Beitrag von closs » Fr 5. Dez 2014, 21:54

Pluto hat geschrieben: Glaubst du nicht, dass Gott die Gedanken beeinflussen könnte, wenn er denn wollte?
Natürlich - aber wie sollte das im Fall "Cogito" geschehen?

Gott könnte tatsächlich den Menschen halluzinieren lassen, dass er ein Zebra ist - das geht - "ich bin ein Zebra". - Aber wie soll das gehen mit Satz "Ich bin" (egal, was)? - Wenn Gott den Menschensagen ließe "Ich bin", obwohl der Mensch kein bewusstes Wesen wäre, würde Gott den Beobachter täuschen, aber nicht den Menschen, den e "ich-bin" sagen lässt - denn dieser würde es gar nicht mitkriegen, wenn er nicht "ich-bin" ist. - Verstehst Du?

Pluto hat geschrieben:aber wir postulieren, dass Gott über der Logik steht
Das tust Du - ich sage, dass Gott prinzipiell über dem stehen kann, was wir Logik nennen - aber ich habe bisher noch keinen Anlass gesehen, dass dies nötig wäre.

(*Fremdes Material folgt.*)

//! The [`ManagementApi`] trait and its implementations.
//!
//! [`http::CloudClient`] talks to the hosted management API over HTTPS.
//! [`MockApi`] keeps clusters in memory, replays scripted responses, and
//! records every call, so engine tests never need the network.
//!
//! # Testing
//!
//! ```
//! use cloudapi::{CreateClusterRequest, ManagementApi, MockApi, Operation};
//!
//! let mock = MockApi::new();
//! let created = mock
//!     .create_cluster(&CreateClusterRequest::new("0.5_gb", "2_vcpus_1_hr_burst_per_day", "oregon"))
//!     .unwrap();
//! assert_eq!(created.status, "provisioning");
//!
//! let fetched = mock.fetch_cluster(&created.id).unwrap();
//! assert!(fetched.is_ready());
//! assert_eq!(mock.call_count(Operation::FetchCluster), 1);
//! ```

pub mod http;

use crate::error::{Error, Result};
use crate::types::{ApiKeys, Cluster, ClusterPatch, CreateClusterRequest, Hostnames, Operation, Secret};
use std::collections::{HashMap, VecDeque};
use std::sync::{Arc, Mutex, MutexGuard, PoisonError};

/// Request/response contract with the remote management API.
///
/// Implementations are stateless with respect to callers: each method maps
/// one request to one response and surfaces failures as [`Error`].
pub trait ManagementApi: Send + Sync {
    /// Fetch the full observed state of a cluster.
    ///
    /// # Errors
    ///
    /// Returns `Error::NotFound` if the cluster does not exist.
    fn fetch_cluster(&self, id: &str) -> Result<Cluster>;

    /// Request a new cluster.
    ///
    /// Returns the synchronous partial record, carrying the assigned id and
    /// usually a `provisioning` status.
    fn create_cluster(&self, request: &CreateClusterRequest) -> Result<Cluster>;

    /// Change the always-mutable fields of a cluster.
    fn patch_cluster(&self, id: &str, patch: &ClusterPatch) -> Result<()>;

    /// Ask the remote to tear a cluster down.
    ///
    /// Succeeds once the request is accepted; teardown continues remotely.
    ///
    /// # Errors
    ///
    /// Returns `Error::NotFound` if the cluster is already gone.
    fn terminate_cluster(&self, id: &str) -> Result<()>;

    /// Generate a new key pair for a cluster.
    ///
    /// The remote never returns these secrets again.
    fn issue_api_keys(&self, cluster_id: &str) -> Result<ApiKeys>;
}

/// A call recorded by [`MockApi`].
#[derive(Debug, Clone, PartialEq, Eq)]
pub enum Call {
    /// `fetch_cluster(id)`
    Fetch(String),
    /// `create_cluster(request)`
    Create(CreateClusterRequest),
    /// `patch_cluster(id, patch)`
    Patch(String, ClusterPatch),
    /// `terminate_cluster(id)`
    Terminate(String),
    /// `issue_api_keys(cluster_id)`
    IssueKeys(String),
}

impl Call {
    /// The operation this call exercised.
    #[must_use]
    pub fn operation(&self) -> Operation {
        match self {
            Self::Fetch(_) => Operation::FetchCluster,
            Self::Create(_) => Operation::CreateCluster,
            Self::Patch(..) => Operation::PatchCluster,
            Self::Terminate(_) => Operation::TerminateCluster,
            Self::IssueKeys(_) => Operation::IssueApiKeys,
        }
    }
}

#[derive(Debug, Default)]
struct MockState {
    clusters: HashMap<String, Cluster>,
    fetch_scripts: HashMap<String, VecDeque<Result<Cluster>>>,
    failures: HashMap<Operation, VecDeque<Error>>,
    next_id: u32,
    issued: u32,
    calls: Vec<Call>,
}

impl MockState {
    fn take_failure(&mut self, operation: Operation) -> Option<Error> {
        self.failures.get_mut(&operation).and_then(VecDeque::pop_front)
    }
}

/// In-memory management API for testing without network access.
///
/// Created clusters start out `provisioning` and become `in_service` on the
/// first unscripted fetch. Use [`MockApi::script_fetch`] to control the
/// exact sequence of fetch results for a cluster, and
/// [`MockApi::fail_next`] to make the next call of an operation fail.
/// Clones share state.
#[derive(Debug, Clone, Default)]
pub struct MockApi {
    state: Arc<Mutex<MockState>>,
}

impl MockApi {
    /// Create an empty mock.
    #[must_use]
    pub fn new() -> Self {
        Self::default()
    }

    fn lock(&self) -> MutexGuard<'_, MockState> {
        self.state.lock().unwrap_or_else(PoisonError::into_inner)
    }

    /// Store a cluster as if it already existed remotely.
    pub fn insert_cluster(&self, cluster: Cluster) {
        self.lock().clusters.insert(cluster.id.clone(), cluster);
    }

    /// Current remote copy of a cluster, without recording a call.
    #[must_use]
    pub fn cluster(&self, id: &str) -> Option<Cluster> {
        self.lock().clusters.get(id).cloned()
    }

    /// Queue results for upcoming fetches of `id`, consumed in order.
    ///
    /// Once the script runs out, fetches fall back to the stored cluster.
    pub fn script_fetch(&self, id: &str, results: impl IntoIterator<Item = Result<Cluster>>) {
        self.lock()
            .fetch_scripts
            .entry(id.to_string())
            .or_default()
            .extend(results);
    }

    /// Make the next call of `operation` fail with `error`.
    pub fn fail_next(&self, operation: Operation, error: Error) {
        self.lock()
            .failures
            .entry(operation)
            .or_default()
            .push_back(error);
    }

    /// All calls made so far, in order.
    #[must_use]
    pub fn calls(&self) -> Vec<Call> {
        self.lock().calls.clone()
    }

    /// Number of calls made for one operation.
    #[must_use]
    pub fn call_count(&self, operation: Operation) -> usize {
        self.lock()
            .calls
            .iter()
            .filter(|c| c.operation() == operation)
            .count()
    }

    /// Forget recorded calls.
    pub fn reset_calls(&self) {
        self.lock().calls.clear();
    }
}

impl ManagementApi for MockApi {
    fn fetch_cluster(&self, id: &str) -> Result<Cluster> {
        let mut state = self.lock();
        state.calls.push(Call::Fetch(id.to_string()));
        if let Some(err) = state.take_failure(Operation::FetchCluster) {
            return Err(err);
        }

        if let Some(scripted) = state.fetch_scripts.get_mut(id).and_then(VecDeque::pop_front) {
            if let Ok(cluster) = &scripted {
                state.clusters.insert(id.to_string(), cluster.clone());
            }
            return scripted;
        }

        let cluster = state.clusters.get_mut(id).ok_or_else(|| Error::not_found(id))?;
        if cluster.status == "provisioning" {
            cluster.status = crate::types::READY_STATUS.to_string();
            cluster.hostnames = Hostnames {
                load_balanced: format!("{id}.a1.example.net"),
                nodes: vec![format!("{id}-1.a1.example.net")],
            };
        }
        Ok(cluster.clone())
    }

    fn create_cluster(&self, request: &CreateClusterRequest) -> Result<Cluster> {
        let mut state = self.lock();
        state.calls.push(Call::Create(request.clone()));
        if let Some(err) = state.take_failure(Operation::CreateCluster) {
            return Err(err);
        }

        state.next_id += 1;
        let id = format!("mock{}", state.next_id);
        let cluster = Cluster {
            id: id.clone(),
            name: request.name.clone().unwrap_or_else(|| format!("cluster-{id}")),
            memory: request.memory.clone(),
            vcpu: request.vcpu.clone(),
            high_performance_disk: request.high_performance_disk,
            typesense_server_version: "0.25.2".to_string(),
            high_availability: request.high_availability,
            search_delivery_network: request.search_delivery_network.to_string(),
            load_balancing: "no".to_string(),
            regions: request.regions.clone(),
            auto_upgrade_capacity: request.auto_upgrade_capacity,
            status: "provisioning".to_string(),
            hostnames: Hostnames::default(),
        };
        state.clusters.insert(id, cluster.clone());
        Ok(cluster)
    }

    fn patch_cluster(&self, id: &str, patch: &ClusterPatch) -> Result<()> {
        let mut state = self.lock();
        state.calls.push(Call::Patch(id.to_string(), patch.clone()));
        if let Some(err) = state.take_failure(Operation::PatchCluster) {
            return Err(err);
        }

        let cluster = state.clusters.get_mut(id).ok_or_else(|| Error::not_found(id))?;
        if let Some(name) = &patch.name {
            cluster.name.clone_from(name);
        }
        if let Some(auto_upgrade) = patch.auto_upgrade_capacity {
            cluster.auto_upgrade_capacity = auto_upgrade;
        }
        Ok(())
    }

    fn terminate_cluster(&self, id: &str) -> Result<()> {
        let mut state = self.lock();
        state.calls.push(Call::Terminate(id.to_string()));
        if let Some(err) = state.take_failure(Operation::TerminateCluster) {
            return Err(err);
        }

        state
            .clusters
            .remove(id)
            .map(|_| ())
            .ok_or_else(|| Error::not_found(id))
    }

    fn issue_api_keys(&self, cluster_id: &str) -> Result<ApiKeys> {
        let mut state = self.lock();
        state.calls.push(Call::IssueKeys(cluster_id.to_string()));
        if let Some(err) = state.take_failure(Operation::IssueApiKeys) {
            return Err(err);
        }
        if !state.clusters.contains_key(cluster_id) {
            return Err(Error::not_found(cluster_id));
        }

        state.issued += 1;
        let n = state.issued;
        Ok(ApiKeys {
            admin_key: Secret::new(format!("admin-{cluster_id}-{n}")),
            search_only_key: Secret::new(format!("search-{cluster_id}-{n}")),
        })
    }
}

#[cfg(test)]
mod tests {
    use super::*;

    fn request() -> CreateClusterRequest {
        CreateClusterRequest::new("0.5_gb", "2_vcpus_1_hr_burst_per_day", "oregon")
    }

    #[test]
    fn test_mock_create_then_fetch() {
        let mock = MockApi::new();
        let created = mock.create_cluster(&request()).unwrap();
        assert_eq!(created.id, "mock1");
        assert_eq!(created.status, "provisioning");

        let fetched = mock.fetch_cluster("mock1").unwrap();
        assert!(fetched.is_ready());
        assert!(!fetched.hostnames.load_balanced.is_empty());
        assert_eq!(fetched.regions, vec!["oregon".to_string()]);
    }

    #[test]
    fn test_mock_fetch_missing() {
        let mock = MockApi::new();
        assert!(mock.fetch_cluster("nope").unwrap_err().is_not_found());
    }

    #[test]
    fn test_mock_script_fetch_in_order() {
        let mock = MockApi::new();
        let provisioning = Cluster {
            id: "c1".to_string(),
            status: "provisioning".to_string(),
            ..Cluster::default()
        };
        mock.script_fetch(
            "c1",
            [
                Ok(provisioning.clone()),
                Err(Error::transport("reset", None)),
            ],
        );

        assert_eq!(mock.fetch_cluster("c1").unwrap(), provisioning);
        assert!(mock.fetch_cluster("c1").unwrap_err().is_retryable());
        // Script exhausted; the last scripted success was stored.
        assert!(mock.fetch_cluster("c1").unwrap().is_ready());
    }

    #[test]
    fn test_mock_fail_next_is_one_shot() {
        let mock = MockApi::new();
        mock.fail_next(
            Operation::CreateCluster,
            Error::RemoteRejected {
                operation: Operation::CreateCluster,
                body: "{\"success\":false}".to_string(),
            },
        );

        assert!(mock.create_cluster(&request()).is_err());
        assert!(mock.create_cluster(&request()).is_ok());
        assert_eq!(mock.call_count(Operation::CreateCluster), 2);
    }

    #[test]
    fn test_mock_patch_and_terminate() {
        let mock = MockApi::new();
        let created = mock.create_cluster(&request()).unwrap();

        let patch = ClusterPatch {
            name: Some("renamed".to_string()),
            auto_upgrade_capacity: None,
        };
        mock.patch_cluster(&created.id, &patch).unwrap();
        assert_eq!(mock.cluster(&created.id).unwrap().name, "renamed");

        mock.terminate_cluster(&created.id).unwrap();
        assert!(mock.terminate_cluster(&created.id).unwrap_err().is_not_found());
        assert_eq!(
            mock.calls().last(),
            Some(&Call::Terminate(created.id.clone()))
        );
    }

    #[test]
    fn test_mock_issue_keys_are_fresh() {
        let mock = MockApi::new();
        let created = mock.create_cluster(&request()).unwrap();

        let first = mock.issue_api_keys(&created.id).unwrap();
        let second = mock.issue_api_keys(&created.id).unwrap();
        assert_ne!(first, second);
        assert!(mock.issue_api_keys("missing").is_err());
    }

    #[test]
    fn test_mock_clones_share_state() {
        let mock = MockApi::new();
        let other = mock.clone();
        other.create_cluster(&request()).unwrap();
        assert_eq!(mock.call_count(Operation::CreateCluster), 1);
        mock.reset_calls();
        assert!(other.calls().is_empty());
    }
}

Pluto hat geschrieben:Es gibt keine solchen Ebenen.
DAS zum Beispiel wäre ein Dogma. :idea:

Pluto hat geschrieben: Selbst das Postulat, dass es diese zwei Ebenen gibt ist so ein nicht nachweisbares, weltanschauliches Dogma.
Vielleicht auch nur ein Axiom, weil es ja in Ebene 1 nachweisbar ist. - Ansonsten ist natürlich richtig, dass es auf Ebene 2 nicht falsifizierbar ist - andererseits ist es auf entsprechender geistiger/hermeneutischer/dialektischer/individual-empirischer Ebene plausibel.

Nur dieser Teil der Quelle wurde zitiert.